Jahia DX indexes both its default and live repositories in the ElasticSearch server. Thus public users will be able to perform search in the published version of a site as well as content editors and administrators will be able to conduct a private search in its preview mode. The indexation of external data repositories mounted in a Jahia DX system is also included in the project. This will allow our customers to have a federated search and consistent results throughout their daily digital environment. For instance it will be possible to merge in the results Jahia DX contents and product pages in an eCommerce website.
What kind of limitations on external data repositories searches may be expected?
In order to have an external data repository as part of the search result, we have to implement the corresponding methods in order to properly index such data. The limitations are the same as what we currently have with any External Data Provider: the permissions used will be the ones set on Jahia DX to access the repository. The search will be performed on the accessible part of the external data repository through Jahia DX.
Does Elasticsearch target all different contents stored in a repository? Are searches restrictions allowed? Is there a setting panel?
The list of indexed nodetypes is defined in a specific administration panel. Therefore, it is possible to index editorial contents and pages, as well as files (documents, images, etc.).
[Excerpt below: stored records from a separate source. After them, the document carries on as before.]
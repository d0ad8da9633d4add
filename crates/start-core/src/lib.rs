//! # Start Core
//!
//! The composition layer of the editor: it turns independently defined
//! content types and extensions into one schema, one command table and one
//! ordered plugin list, then drives the engine's state lifecycle.
//!
//! ## Architecture Overview
//!
//! ```text
//! ┌────────────────────────────────────────────────────────────┐
//! │                          Editor                            │
//! │  ┌──────────────┐  ┌──────────────┐  ┌──────────────────┐  │
//! │  │ ContentTypes │─▶│    Schema    │  │ ExtensionRegistry│  │
//! │  │ nodes, marks │  │  (assembled) │  │ seeds + callers  │  │
//! │  └──────┬───────┘  └──────┬───────┘  └────────┬─────────┘  │
//! │         │                 │                   │            │
//! │  ┌──────┴───────┐  ┌──────┴───────────────────┴─────────┐  │
//! │  │ CommandTable │  │   State lifecycle (plugin order)   │  │
//! │  └──────────────┘  └──────────────────┬─────────────────┘  │
//! │                                       │                    │
//! │                        start_engine::EditorView            │
//! └────────────────────────────────────────────────────────────┘
//! ```
//!
//! Everything runs on the caller's thread. The [`Editor`] is `!Send`: host
//! elements and engine plugins are reference counted, not shared.

pub mod command;
pub mod config;
pub mod content_type;
pub mod editor;
pub mod event;
pub mod extension;
pub mod extensions;
pub mod marks;
pub mod nodes;
pub mod registry;
pub mod schema;
pub mod state;
pub mod style;

pub use command::{CommandTable, GuardedCommand};
pub use config::{Config, ConfigError};
pub use content_type::{
    CommandError, CommandFactory, ContentKind, ContentType, ContentTypes, MarkDefinition,
    NodeDefinition,
};
pub use editor::{Editor, EditorOptions, MountTarget};
pub use event::{EditorEvent, EditorEvents, EventBus};
pub use extension::{EditorId, Extension, ExtensionContext, ExtensionOptions};
pub use registry::{ExtensionFailure, ExtensionRegistry};
pub use schema::assemble_schema;
pub use state::{Content, build_state, compose_plugins};
pub use style::{StyleObject, obj_to_style_string, style_string_to_obj};

/// Result type for core operations
pub type CoreResult<T> = Result<T, CoreError>;

/// Errors that can occur in core operations
#[derive(Debug, thiserror::Error)]
pub enum CoreError {
    #[error("Duplicate {kind} type name: {name}")]
    SchemaConflict { kind: ContentKind, name: String },

    #[error("Already has an extension with id {0:?}")]
    DuplicateExtensionId(String),

    #[error("Mount target not found: {0}")]
    MountTargetNotFound(String),

    #[error("Invalid content: {0}")]
    InvalidContent(String),

    #[error("Command not found: {content_type}.{command}")]
    CommandNotFound {
        content_type: String,
        command: String,
    },

    #[error("Command failed: {0}")]
    Command(#[from] CommandError),

    #[error("Extension {id:?} failed")]
    Extension {
        id: String,
        #[source]
        source: anyhow::Error,
    },

    #[error("{} extension(s) failed to tear down", .0.len())]
    Teardown(Vec<ExtensionFailure>),

    #[error("Invalid options for extension {id:?}: {reason}")]
    InvalidOptions { id: String, reason: String },

    #[error("Editor has been destroyed")]
    Destroyed,

    #[error("Engine error: {0}")]
    Engine(#[from] start_engine::EngineError),

    #[error("Config error: {0}")]
    Config(#[from] ConfigError),

    #[error("IO error: {0}")]
    Io(#[from] std::io::Error),
}
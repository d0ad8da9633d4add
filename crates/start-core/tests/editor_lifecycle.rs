use std::cell::{Cell, RefCell};
use std::rc::Rc;

use regex::Regex;
use serde_json::json;
use start_core::{
    CoreError, Editor, EditorEvent, EditorId, EditorOptions, EventBus, Extension, ExtensionContext,
};
use start_engine::input_rules::{InputRule, input_rules};
use start_engine::{ElementRef, HostDocument, Plugin, Selection};

#[derive(Default)]
struct Calls {
    mounted: usize,
    destroyed: usize,
}

/// Test extension recording its lifecycle calls.
struct Recorder {
    id: String,
    editor: Option<EditorId>,
    calls: Rc<RefCell<Calls>>,
    plugins: fn() -> Vec<Plugin>,
    fail_mount: bool,
}

impl Recorder {
    fn new(id: &str, calls: &Rc<RefCell<Calls>>) -> Self {
        Self {
            id: id.to_string(),
            editor: None,
            calls: Rc::clone(calls),
            plugins: Vec::new,
            fail_mount: false,
        }
    }
}

impl Extension for Recorder {
    fn id(&self) -> &str {
        &self.id
    }

    fn bind(&mut self, editor: EditorId) {
        self.editor = Some(editor);
    }

    fn editor(&self) -> Option<EditorId> {
        self.editor
    }

    fn plugins(&self) -> Vec<Plugin> {
        (self.plugins)()
    }

    fn mounted(&mut self, cx: &ExtensionContext<'_>) -> anyhow::Result<()> {
        assert_eq!(Some(cx.editor), self.editor);
        if self.fail_mount {
            anyhow::bail!("refusing to mount");
        }
        self.calls.borrow_mut().mounted += 1;
        Ok(())
    }

    fn destroy(&mut self, _cx: &ExtensionContext<'_>) -> anyhow::Result<()> {
        self.calls.borrow_mut().destroyed += 1;
        Ok(())
    }
}

/// Counts canvas renders and records what `mounted` observed.
struct RenderWatch {
    editor: Option<EditorId>,
    renders: Rc<Cell<usize>>,
    seen: Rc<RefCell<Option<(bool, usize)>>>,
}

impl Extension for RenderWatch {
    fn id(&self) -> &str {
        "render-watch"
    }

    fn bind(&mut self, editor: EditorId) {
        self.editor = Some(editor);
    }

    fn editor(&self) -> Option<EditorId> {
        self.editor
    }

    fn plugins(&self) -> Vec<Plugin> {
        let renders = Rc::clone(&self.renders);
        vec![Plugin::new("render-watch").attributes(move |_| {
            renders.set(renders.get() + 1);
            Vec::new()
        })]
    }

    fn mounted(&mut self, cx: &ExtensionContext<'_>) -> anyhow::Result<()> {
        *self.seen.borrow_mut() = Some((cx.container.parent().is_some(), self.renders.get()));
        Ok(())
    }
}

/// `(c)` becomes `©`.
fn copyright_rule() -> Vec<Plugin> {
    let rule = InputRule::new(Regex::new(r"\(c\)$").unwrap(), |state, _, start, end| {
        let block = state.selection().block.clone();
        let mut tr = state.tr();
        tr.replace_inline(&block, start, end, vec![state.schema().text("©", Vec::new())])
            .ok()?;
        tr.set_selection(Selection::cursor(block, start + 1));
        Some(tr)
    });
    vec![input_rules(vec![rule])]
}

fn type_text(editor: &mut Editor, text: &str) {
    for ch in text.chars() {
        editor.view_mut().handle_text_input(&ch.to_string());
    }
}

fn plugin_keys(editor: &Editor) -> Vec<String> {
    editor
        .state()
        .plugins()
        .iter()
        .map(|p| p.key().to_string())
        .collect()
}

#[test]
fn test_non_editable_commands_leave_doc_unchanged() {
    let mut editor = Editor::new(EditorOptions::new("<p>hello</p>")).unwrap();
    editor.set_editable(false).unwrap();
    let before = editor.export_json().unwrap();

    let commands: Vec<(String, String)> = editor
        .commands()
        .content_types()
        .flat_map(|ty| {
            editor
                .commands()
                .commands(ty)
                .into_iter()
                .flat_map(|cmds| cmds.keys())
                .map(move |name| (ty.to_string(), name.to_string()))
        })
        .collect();
    assert!(commands.len() >= 10);

    for (ty, name) in &commands {
        let args = [json!(2), json!("https://example.com")];
        let args: &[_] = if name == "setLink" || ty == "link" { &args[1..] } else { &args[..1] };
        assert_eq!(editor.exec(ty, name, args).ok(), Some(false), "{ty}.{name}");
        assert_eq!(editor.export_json().unwrap(), before, "{ty}.{name}");
    }
}

#[test]
fn test_editable_command_applies_one_transition() {
    let mut editor = Editor::new(EditorOptions::new("<p>hello</p>")).unwrap();
    let renders = editor.view().render_count();
    assert!(editor.exec("heading", "toggleHeading", &[json!(1)]).unwrap());
    assert_eq!(editor.view().render_count(), renders + 1);
    assert_eq!(editor.export_markup().unwrap(), "<h1>hello</h1>");

    assert!(editor.exec("heading", "toggleHeading", &[json!(1)]).unwrap());
    assert_eq!(editor.export_markup().unwrap(), "<p>hello</p>");
}

#[test]
fn test_builtin_override_keeps_seed_position() {
    let calls = Rc::new(RefCell::new(Calls::default()));
    let stock = Editor::new(EditorOptions::new("")).unwrap();
    let stock_keys = plugin_keys(&stock);
    let position = stock_keys.iter().position(|k| k == "shortcuts").unwrap();

    let mut custom = Recorder::new("shortcuts", &calls);
    custom.plugins = || vec![Plugin::new("custom-shortcuts")];
    let editor = Editor::new(EditorOptions::new("").with_extension(custom)).unwrap();
    let keys = plugin_keys(&editor);

    assert_eq!(keys.len(), stock_keys.len());
    assert_eq!(keys[position], "custom-shortcuts");
    assert!(!keys.iter().any(|k| k == "shortcuts"));
    assert!(!editor.extensions().is_builtin("shortcuts"));
    assert_eq!(editor.extensions().ids().collect::<Vec<_>>(), ["placeholder", "shortcuts"]);
}

#[test]
fn test_duplicate_custom_ids_are_rejected() {
    let calls = Rc::new(RefCell::new(Calls::default()));
    let result = Editor::new(
        EditorOptions::new("")
            .with_extension(Recorder::new("analytics", &calls))
            .with_extension(Recorder::new("analytics", &calls)),
    );
    assert!(matches!(result, Err(CoreError::DuplicateExtensionId(ref id)) if id == "analytics"));

    let mut editor = Editor::new(EditorOptions::new("").with_extension(Recorder::new("analytics", &calls))).unwrap();
    let err = editor
        .add_extensions(vec![Box::new(Recorder::new("analytics", &calls))])
        .unwrap_err();
    assert!(matches!(err, CoreError::DuplicateExtensionId(_)));
    assert_eq!(editor.extensions().len(), 3);
}

#[test]
fn test_set_content_then_export_roundtrips() {
    let mut editor = Editor::new(EditorOptions::new("")).unwrap();
    editor.set_content("<p>hello</p>").unwrap();
    assert_eq!(editor.export_markup().unwrap(), "<p>hello</p>");

    let markup = "<h2>Title</h2><blockquote><p>a <strong>b</strong> <a href=\"https://x.y\">c</a></p></blockquote>";
    editor.set_content(markup).unwrap();
    assert_eq!(editor.export_markup().unwrap(), markup);

    let tree = editor.export_json().unwrap();
    editor.set_content(tree.clone()).unwrap();
    assert_eq!(editor.export_json().unwrap(), tree);
}

#[test]
fn test_set_content_rejects_malformed_tree() {
    let mut editor = Editor::new(EditorOptions::new("<p>keep</p>")).unwrap();
    let err = editor
        .set_content(json!({ "type": "doc", "content": [{ "type": "widget" }] }))
        .unwrap_err();
    assert!(matches!(err, CoreError::InvalidContent(_)));

    let err = editor
        .set_content(json!({ "type": "doc", "content": [{ "type": "heading", "attrs": { "level": "big" } }] }))
        .unwrap_err();
    assert!(matches!(err, CoreError::InvalidContent(_)));
    assert_eq!(editor.export_markup().unwrap(), "<p>keep</p>");
}

#[test]
fn test_add_extensions_keeps_doc_and_history() {
    let calls = Rc::new(RefCell::new(Calls::default()));
    let mut editor = Editor::new(EditorOptions::new("<p></p>")).unwrap();
    type_text(&mut editor, "ab");
    let doc_before = editor.export_json().unwrap();
    let undo_before = editor.state().history().map(|h| h.undo_depth());
    assert!(undo_before.is_some_and(|d| d > 0));

    let mut ext = Recorder::new("copyright", &calls);
    ext.plugins = copyright_rule;
    let ids = editor.add_extensions(vec![Box::new(ext)]).unwrap();
    assert_eq!(ids, ["copyright"]);
    assert_eq!(editor.export_json().unwrap(), doc_before);
    assert_eq!(editor.state().history().map(|h| h.undo_depth()), undo_before);

    type_text(&mut editor, " (c)");
    assert_eq!(editor.state().doc().text_content(), "ab ©");
}

#[test]
fn test_mount_missing_target_then_remount() {
    let calls = Rc::new(RefCell::new(Calls::default()));
    let host = HostDocument::new();
    let mut editor = Editor::new(EditorOptions {
        host: Some(host.clone()),
        ..EditorOptions::new("<p>x</p>").with_extension(Recorder::new("rec", &calls))
    })
    .unwrap();

    let err = editor.mount("#missing").unwrap_err();
    assert!(matches!(err, CoreError::MountTargetNotFound(ref s) if s == "#missing"));
    assert!(!editor.is_mounted());
    assert_eq!(calls.borrow().mounted, 0);
    assert!(!host.is_connected(editor.container()));

    let target = host.create_element("section");
    target.set_attribute("id", "missing");
    host.body().append_child(&target);
    editor.mount("#missing").unwrap();
    assert!(host.is_connected(editor.surface()));
    assert_eq!(editor.view().state().doc().text_content(), "x");

    let other = ElementRef::new("div");
    editor.mount(&other).unwrap();
    assert!(editor.container().parent().is_some_and(|p| p.ptr_eq(&other)));
    assert!(target.children().is_empty());
    assert_eq!(calls.borrow().mounted, 1);
}

#[test]
fn test_mounted_runs_after_attach_and_render() {
    let renders = Rc::new(Cell::new(0));
    let seen = Rc::new(RefCell::new(None));
    let watch = RenderWatch {
        editor: None,
        renders: Rc::clone(&renders),
        seen: Rc::clone(&seen),
    };
    let mut editor = Editor::new(EditorOptions::new("<p>x</p>").with_extension(watch)).unwrap();
    let before = renders.get();
    let view_renders = editor.view().render_count();
    assert!(seen.borrow().is_none());

    editor.mount(ElementRef::new("div")).unwrap();

    let (attached, renders_at_mount) = (*seen.borrow()).expect("mounted was called");
    assert!(attached);
    assert!(renders_at_mount > before);
    assert_eq!(editor.view().render_count(), view_renders + 1);
}

#[test]
fn test_failing_mounted_propagates() {
    let calls = Rc::new(RefCell::new(Calls::default()));
    let mut failing = Recorder::new("failing", &calls);
    failing.fail_mount = true;
    let mut editor = Editor::new(
        EditorOptions::new("<p>x</p>")
            .with_extension(failing)
            .with_extension(Recorder::new("later", &calls)),
    )
    .unwrap();

    let err = editor.mount(ElementRef::new("div")).unwrap_err();
    assert!(matches!(err, CoreError::Extension { ref id, .. } if id == "failing"));
    assert_eq!(calls.borrow().mounted, 0);
}

#[test]
fn test_destroy_twice_is_safe() {
    let calls = Rc::new(RefCell::new(Calls::default()));
    let mut editor = Editor::new(EditorOptions::new("<p>x</p>").with_extension(Recorder::new("rec", &calls))).unwrap();
    let mut events = editor.subscribe();
    editor.mount(ElementRef::new("div")).unwrap();

    editor.destroy().unwrap();
    editor.destroy().unwrap();

    assert_eq!(calls.borrow().destroyed, 1);
    assert!(editor.is_destroyed());
    assert!(editor.view().is_destroyed());
    assert_eq!(editor.surface().inner_markup(), "");
    assert!(!editor.view_mut().handle_text_input("y"));
    assert!(matches!(editor.add_extensions(Vec::new()), Err(CoreError::Destroyed)));

    assert_eq!(events.try_recv().ok(), Some(EditorEvent::Mounted(editor.id())));
    assert_eq!(events.try_recv().ok(), Some(EditorEvent::Destroyed(editor.id())));
    assert!(events.try_recv().is_err());
}

#[test]
fn test_shared_bus_keeps_editors_apart() {
    let bus = EventBus::new();
    let shared = |markup: &str| EditorOptions {
        events: Some(bus.clone()),
        ..EditorOptions::new(markup)
    };
    let mut first = Editor::new(shared("<p>a</p>")).unwrap();
    let mut second = Editor::new(shared("<p>b</p>")).unwrap();
    let mut all = bus.subscribe();
    let mut first_events = first.events();

    second.mount(ElementRef::new("div")).unwrap();
    first.set_content("<p>c</p>").unwrap();
    first.destroy().unwrap();
    second.destroy().unwrap();

    assert_eq!(
        first_events.drain(),
        [EditorEvent::ContentReplaced(first.id()), EditorEvent::Destroyed(first.id())]
    );
    let mut seen = Vec::new();
    while let Ok(event) = all.try_recv() {
        seen.push(event.editor());
    }
    assert_eq!(seen, [second.id(), first.id(), first.id(), second.id()]);
}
Note that Elasticsearch also indexes the content of the documents, so one can retrieve a document by searching for its content.
How does Elasticsearch deal with duplicate content?
Elasticsearch is a search feature. It does not perform a semantic analysis of the content and is not able to identify duplicate content within a Jahia DX website. If similar contents are stored and displayed on several pages of a Jahia DX-based website, a search performed using Elasticsearch on part of these contents will display all the relevant pages.
Does Elasticsearch perform its searches within Jahia DX’s content real-time or does it rely on an indexation engine?
Elasticsearch is a near real-time search engine. It means that if you update a content in Jahia DX, the content will not be instantly indexed in the elasticsearch server. However, it's almost immediate, that's why it's called "near real-time".